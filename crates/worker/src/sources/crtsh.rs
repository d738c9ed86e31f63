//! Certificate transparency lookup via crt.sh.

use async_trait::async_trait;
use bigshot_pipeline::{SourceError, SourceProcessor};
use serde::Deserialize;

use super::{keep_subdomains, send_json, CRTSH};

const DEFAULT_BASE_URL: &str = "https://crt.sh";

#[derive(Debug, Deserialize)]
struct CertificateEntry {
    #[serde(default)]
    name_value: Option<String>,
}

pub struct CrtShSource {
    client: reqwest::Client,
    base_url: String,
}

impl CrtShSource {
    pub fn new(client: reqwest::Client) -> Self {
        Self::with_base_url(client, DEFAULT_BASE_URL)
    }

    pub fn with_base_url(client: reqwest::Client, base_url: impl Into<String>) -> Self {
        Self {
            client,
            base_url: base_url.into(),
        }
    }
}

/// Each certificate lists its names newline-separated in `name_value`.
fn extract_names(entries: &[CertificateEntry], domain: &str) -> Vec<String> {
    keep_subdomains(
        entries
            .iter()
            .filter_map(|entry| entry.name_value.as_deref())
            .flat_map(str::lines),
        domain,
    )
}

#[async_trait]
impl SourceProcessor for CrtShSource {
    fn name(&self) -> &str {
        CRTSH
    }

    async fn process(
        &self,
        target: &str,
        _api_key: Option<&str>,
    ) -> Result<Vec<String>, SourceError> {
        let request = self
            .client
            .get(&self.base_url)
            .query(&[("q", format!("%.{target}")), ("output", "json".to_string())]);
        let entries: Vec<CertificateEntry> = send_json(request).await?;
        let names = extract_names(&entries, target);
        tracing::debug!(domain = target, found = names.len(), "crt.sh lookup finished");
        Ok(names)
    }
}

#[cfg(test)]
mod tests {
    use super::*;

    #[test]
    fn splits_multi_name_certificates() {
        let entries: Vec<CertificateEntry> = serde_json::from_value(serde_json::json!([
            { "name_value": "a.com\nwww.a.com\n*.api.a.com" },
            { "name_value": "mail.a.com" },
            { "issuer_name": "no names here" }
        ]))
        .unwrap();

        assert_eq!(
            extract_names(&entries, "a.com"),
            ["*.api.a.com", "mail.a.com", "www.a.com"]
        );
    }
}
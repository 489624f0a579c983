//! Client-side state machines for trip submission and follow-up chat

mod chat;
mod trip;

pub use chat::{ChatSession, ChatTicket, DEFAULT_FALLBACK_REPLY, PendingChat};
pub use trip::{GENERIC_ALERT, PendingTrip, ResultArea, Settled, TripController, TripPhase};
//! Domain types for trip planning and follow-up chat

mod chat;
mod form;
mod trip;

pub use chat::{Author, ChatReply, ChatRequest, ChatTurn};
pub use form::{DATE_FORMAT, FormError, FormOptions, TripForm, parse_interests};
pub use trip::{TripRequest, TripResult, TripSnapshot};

WORK REQUEST> Copy every line above in which the string "mail" shows up.

SOLUTION FOR THIS PROBLEM>
            { "name_value": "mail.a.com" },
            ["*.api.a.com", "mail.a.com", "www.a.com"]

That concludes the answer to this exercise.